I want to begin with a story. When I was in my mid twenties I took a night course at a university outside Detroit (where I lived at the time). I met a woman from South Africa in that class. We befriended each other and would hang out and chat during the breaks and after class. This started earlier on in the course and continued throughout the class. After a while I realized something felt different. Or rather something I was used to feeling was noticeably absent in our interactions. I couldn’t put my finger on for a long time but eventually (and to my horror) it dawned on me. I didn’t feel a certain fear in her presence, a fear that I realized now I had grown accustomed to in all my interactions with African Americans throughout the entirely of my life up until that point.
This was a terrible realization.
I grew up in a world in which I was told there was racial animosity between whites and blacks. It was never described as between White and Black Americans but blacks and whites period. Yet here in this experience I interacted with the first non-African American black person for any significant length of time in my life and felt no such experience. (The fact that I had never spent significant time with a black person not from the US was problematic given my age but nevertheless it was true.)
I realized in spending time with her that it wasn’t a black versus white thing per se. It was a white/black American thing. There was specific history involved. Painful, oppressive history. History that was still present in an institutional sense but actually as a lived, felt realty in my experience.

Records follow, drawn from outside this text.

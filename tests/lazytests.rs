//! Lazy heap allocation, end to end: a gigabyte reservation on a machine
//! with a few megabytes of memory, sparse touches, and the sbrk shrink
//! guard rails.

mod common;

use kestrel::kernel::KernelConfig;
use kestrel::proc::Reg::*;
use kestrel::syscall::*;
use kestrel::umode::Asm;

#[test]
fn gigabyte_reservation_with_sparse_touches() {
    let mut a = Asm::new();
    let fail = a.new_label();

    // shrinking below the stack must fail up front
    a.li(A0, -8192);
    a.li(A7, SYS_SBRK as i64);
    a.ecall();
    a.li(T0, -1);
    a.bne(A0, T0, fail);

    // reserve 1 GiB; the machine only has a few MiB of real memory, so this
    // works only if nothing is materialized yet
    a.li(A0, 0x4000_0000);
    a.li(A7, SYS_SBRK as i64);
    a.ecall();
    a.li(T0, -1);
    a.beq(A0, T0, fail);
    a.addi(S0, A0, 0); // base of the reservation

    // touch every 64th page: write round+1, read it back
    a.addi(S2, S0, 0); // cursor
    a.li(S1, 0); // round
    let touch = a.here();
    a.addi(T1, S1, 1);
    a.sd(S2, 0, T1);
    a.ld(T2, S2, 0);
    a.bne(T2, T1, fail);
    a.addi(S2, S2, 64 * 4096);
    a.addi(S1, S1, 1);
    a.li(T3, 32);
    a.blt(S1, T3, touch);

    // the first touched page still holds its value
    a.ld(T2, S0, 0);
    a.li(T1, 1);
    a.bne(T2, T1, fail);

    a.li(A0, 0);
    a.li(A7, SYS_POWEROFF as i64);
    a.ecall();
    a.bind(fail);
    a.li(A0, 1);
    a.li(A7, SYS_POWEROFF as i64);
    a.ecall();

    let config = KernelConfig {
        mem_pages: 2048, // 8 MiB of "physical" memory
        ..KernelConfig::default()
    };
    let mut machine = common::boot_with_init(a.finish(), config, vec![]);
    assert_eq!(machine.run(), 0);
}

/// A fault below the reservation (or beyond it) kills the process instead
/// of materializing memory; init reaps the victim with an abnormal status.
#[test]
fn wild_access_kills_only_the_offender() {
    let mut a = Asm::new();
    let fail = a.new_label();
    let parent = a.new_label();

    a.li(A7, SYS_FORK as i64);
    a.ecall();
    a.bne(A0, Zero, parent);
    // child: read far past its address space
    a.li(T0, 0x3f00_0000_0000);
    a.ld(T1, T0, 0);
    // unreachable: the fault kills us
    a.li(A0, 0);
    a.li(A7, SYS_EXIT as i64);
    a.ecall();

    a.bind(parent);
    a.addi(S0, A0, 0);
    a.addi(A0, Sp, -16);
    a.li(A7, SYS_WAIT as i64);
    a.ecall();
    a.bne(A0, S0, fail);
    // abnormal termination: status -1
    a.ld(T0, Sp, -16);
    a.li(T1, 0xffff_ffff);
    a.bne(T0, T1, fail);
    a.li(A0, 0);
    a.li(A7, SYS_POWEROFF as i64);
    a.ecall();
    a.bind(fail);
    a.li(A0, 1);
    a.li(A7, SYS_POWEROFF as i64);
    a.ecall();

    let mut machine = common::boot_with_init(a.finish(), KernelConfig::default(), vec![]);
    assert_eq!(machine.run(), 0);
}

I grew up in a very white middle class suburb. I spent good portions of my pre-teen and teenage years however in summer camps that were mixed race (black and white). I had connections with black and mixed-race kids (white and black) throughout my youth. I had African American classmates in high school (though not many admittedly). All these relationships weren’t the dominant ones of my upbringing clearly but it was not as if I had never ever spent time around African Americans. I got invited over to homes, others came to my home; we played sports together, and worked together (as I got older).

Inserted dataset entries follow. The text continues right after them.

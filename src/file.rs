//! The open-file layer consumed by the kernel core.
//!
//! Files are reference-counted: `fork` clones the `Arc`, `exit` and `close`
//! drop it, and side effects of the final close (waking a pipe's peer)
//! happen in `fileclose`. The kernel core only depends on this thin
//! interface; real device drivers live elsewhere.

use std::sync::Arc;

use crate::addr::UVAddr;
use crate::kernel::Kernel;
use crate::pipe::Pipe;
use crate::proc::KernelCtx;

pub type RcFile = Arc<File>;

pub struct File {
    typ: FileType,
    readable: bool,
    writable: bool,
}

enum FileType {
    /// The console device: writes land in the kernel console buffer,
    /// reads report end-of-file (the emulated machine has no input device).
    Console,
    Pipe {
        pipe: Arc<Pipe>,
        write_end: bool,
    },
}

/// An open console endpoint.
pub fn console(readable: bool, writable: bool) -> RcFile {
    Arc::new(File {
        typ: FileType::Console,
        readable,
        writable,
    })
}

/// The two endpoints of a fresh pipe.
pub(crate) fn pipe_files(pipe: Arc<Pipe>) -> (RcFile, RcFile) {
    let read = Arc::new(File {
        typ: FileType::Pipe {
            pipe: Arc::clone(&pipe),
            write_end: false,
        },
        readable: true,
        writable: false,
    });
    let write = Arc::new(File {
        typ: FileType::Pipe {
            pipe,
            write_end: true,
        },
        readable: false,
        writable: true,
    });
    (read, write)
}

impl File {
    /// Read up to n bytes into the process's memory at addr.
    pub fn read(&self, ctx: &mut KernelCtx<'_>, addr: UVAddr, n: usize) -> Result<usize, ()> {
        if !self.readable {
            return Err(());
        }
        match &self.typ {
            FileType::Console => Ok(0),
            FileType::Pipe { pipe, .. } => pipe.read(ctx, addr, n),
        }
    }

    /// Write n bytes from the process's memory at addr.
    pub fn write(&self, ctx: &mut KernelCtx<'_>, addr: UVAddr, n: usize) -> Result<usize, ()> {
        if !self.writable {
            return Err(());
        }
        match &self.typ {
            FileType::Console => {
                let mut buf = [0u8; 128];
                let kmem = ctx.kernel().kmem();
                let mut done = 0;
                while done < n {
                    let chunk = core::cmp::min(buf.len(), n - done);
                    ctx.proc_mut()
                        .memory_mut()
                        .copy_in(&mut buf[..chunk], addr.plus(done), kmem)?;
                    ctx.kernel().console_put(&buf[..chunk]);
                    done += chunk;
                }
                Ok(n)
            }
            FileType::Pipe { pipe, .. } => pipe.write(ctx, addr, n),
        }
    }
}

/// Drop one reference to the file; the last reference closes it.
pub fn fileclose(file: RcFile, kernel: &Kernel) {
    if let Ok(file) = Arc::try_unwrap(file) {
        if let FileType::Pipe { pipe, write_end } = file.typ {
            pipe.close(write_end, kernel);
        }
    }
}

And yet through all of that I never realized that this subtle layer of fear, pain, and discomfort was always present. Sometimes it was more apparent–like if I was walking in an unknown neighborhood at night that felt threatening–others times far less so. But it turns out it was always there.

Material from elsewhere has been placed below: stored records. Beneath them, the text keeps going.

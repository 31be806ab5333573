//! exec: image loading, argument passing through the fresh user stack, and
//! console output all the way out of the machine.

mod common;

use kestrel::image::single_segment_image;
use kestrel::kernel::KernelConfig;
use kestrel::proc::Reg::*;
use kestrel::syscall::*;
use kestrel::umode::Asm;

/// /init execs /hello with argv ["/hello", "mind the gap"]; /hello finds
/// argv[1] on its stack and writes it to the console.
#[test]
fn exec_passes_argv_and_console_collects_output() {
    // /hello: a0 = argc, a1 = argv
    let mut h = Asm::new();
    let fail = h.new_label();

    h.li(T0, 2);
    h.bne(A0, T0, fail);
    h.ld(S0, A1, 8); // argv[1]
    // strlen
    h.addi(T0, S0, 0);
    h.li(S1, 0);
    let len_loop = h.here();
    let len_done = h.new_label();
    h.lb(T1, T0, 0);
    h.beq(T1, Zero, len_done);
    h.addi(T0, T0, 1);
    h.addi(S1, S1, 1);
    h.jmp(len_loop);
    h.bind(len_done);
    // write(1, argv[1], len)
    h.li(A0, 1);
    h.addi(A1, S0, 0);
    h.addi(A2, S1, 0);
    h.li(A7, SYS_WRITE as i64);
    h.ecall();
    h.li(A0, 0);
    h.li(A7, SYS_POWEROFF as i64);
    h.ecall();
    h.bind(fail);
    h.li(A0, 1);
    h.li(A7, SYS_POWEROFF as i64);
    h.ecall();
    let hello = single_segment_image(&h.finish());

    // /init: build argv in its data area and exec /hello
    let mut a = Asm::new();
    let path = a.data_label(b"/hello\0");
    let arg = a.data_label(b"mind the gap\0");
    let argv = a.data_label(&[0u8; 24]);

    a.la(T0, argv);
    a.la(T1, path);
    a.sd(T0, 0, T1);
    a.la(T1, arg);
    a.sd(T0, 8, T1);
    // argv[2] stays 0
    a.la(A0, path);
    a.addi(A1, T0, 0);
    a.li(A7, SYS_EXEC as i64);
    a.ecall();
    // exec only returns on failure
    a.li(A0, 9);
    a.li(A7, SYS_POWEROFF as i64);
    a.ecall();

    let mut machine = common::boot_with_init(
        a.finish(),
        KernelConfig::default(),
        vec![("/hello", hello)],
    );
    assert_eq!(machine.run(), 0);
    assert_eq!(machine.console(), b"mind the gap".to_vec());
}

/// exec of a missing path or a corrupt image fails with -1 and leaves the
/// caller running.
#[test]
fn exec_failure_leaves_caller_intact() {
    let mut a = Asm::new();
    let fail = a.new_label();
    let missing = a.data_label(b"/nonesuch\0");
    let corrupt = a.data_label(b"/corrupt\0");

    a.la(A0, missing);
    a.li(A1, 0);
    a.li(A7, SYS_EXEC as i64);
    a.ecall();
    a.li(T0, -1);
    a.bne(A0, T0, fail);

    a.la(A0, corrupt);
    a.li(A1, 0);
    a.li(A7, SYS_EXEC as i64);
    a.ecall();
    a.li(T0, -1);
    a.bne(A0, T0, fail);

    a.li(A0, 0);
    a.li(A7, SYS_POWEROFF as i64);
    a.ecall();
    a.bind(fail);
    a.li(A0, 1);
    a.li(A7, SYS_POWEROFF as i64);
    a.ecall();

    let mut machine = common::boot_with_init(
        a.finish(),
        KernelConfig::default(),
        vec![("/corrupt", b"this is not an image at all".to_vec())],
    );
    assert_eq!(machine.run(), 0);
}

This fear-pain-discomfort was not because any of those individuals that I spent time were threatening to me in anyway whatsoever. In fact it was quite the opposite. Yet it was still there.
It was so subtle, so pernicious I didn’t even realize it until I met a black (but not African American) woman. She and I, in terms of our histories, in terms of the histories of our ancestors, had no negative past. If, however, I were say Dutch, given her South African heritage, then some of that energy would have been present. But since we had a clean history, energetically speaking, there was none of that subtle dare-not-speak-its-name tension with her.
My ancestors came to the US from Germany and Ireland. They arrived after the American Civil War had ended and slavery was abolished. They moved to the north (I grew up in Ohio), where there was no official legal segregation as in the South. Though even to this day there is plenty of unofficial though quite real segregation.
My ancestors were Roman Catholics and experienced their share of prejudice. People forget how strong anti-Catholic bigotry was in the US up until JKF (1960s). Nevertheless, over the course of the 20th century my family was able to be accepted as part of the white (formerly Protestant) majority in America. So while I could try to claim that “my ancestors didn’t own slaves” (and honestly they didn’t), it doesn’t matter. Because energetically and ancestrally I was enfolded into that tradition. It showed up in my being as a result.
In other words, with that integration of my family into the mainstream came the inclusion of the particular pains and illnesses of the white American soul.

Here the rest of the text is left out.